→ Task: Please write out only the lines running from the one with "root: just re-render." through the last line of the listing, each exactly as given.

→ Records for processing:
====
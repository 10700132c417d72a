//! Root menu transitions.
//!
//! `Idle` is the initial state and the state every flow returns to. The
//! four entry actions fan out into their flows; the design entry is
//! guarded by the administrator identity.

use super::{
    interview_kind_menu, main_menu, test_type_menu, unhandled, Actor, FlowContext,
    TransitionResult,
};
use crate::state_machine::effect::{Effect, Notice};
use crate::state_machine::event::{Action, Event};
use crate::state_machine::state::SessionState;

pub async fn handle(
    ctx: &FlowContext<'_>,
    actor: &Actor,
    state: SessionState,
    event: Event,
) -> TransitionResult {
    match event {
        Event::Selected(Action::EnterInterview) => TransitionResult::new(
            SessionState::ChoosingInterviewKind,
            vec![interview_kind_menu()],
        ),

        // Admin-only: rejected with a notice, state unchanged.
        Event::Selected(Action::EnterDesign) => {
            if !actor.is_admin(ctx.config) {
                return TransitionResult::new(state, vec![Effect::reply(Notice::NotAuthorized)]);
            }
            TransitionResult::new(SessionState::ChoosingDesignAction, vec![super::design_menu()])
        }

        Event::Selected(Action::EnterArchive) => TransitionResult::new(
            SessionState::AwaitingPassword,
            vec![Effect::reply(Notice::PasswordPrompt)],
        ),

        Event::Selected(Action::EnterQuiz) => {
            TransitionResult::new(SessionState::ChoosingTestType, vec![test_type_menu()])
        }

        // Back-to-main while already at the root: just re-render.
        Event::Selected(Action::BackToMain) => {
            TransitionResult::new(SessionState::Idle, vec![main_menu()])
        }

        event => unhandled(state, &event),
    }
}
====
→ Answer to this task:
        // Back-to-main while already at the root: just re-render.
        Event::Selected(Action::BackToMain) => {
            TransitionResult::new(SessionState::Idle, vec![main_menu()])
        }

        event => unhandled(state, &event),
    }
}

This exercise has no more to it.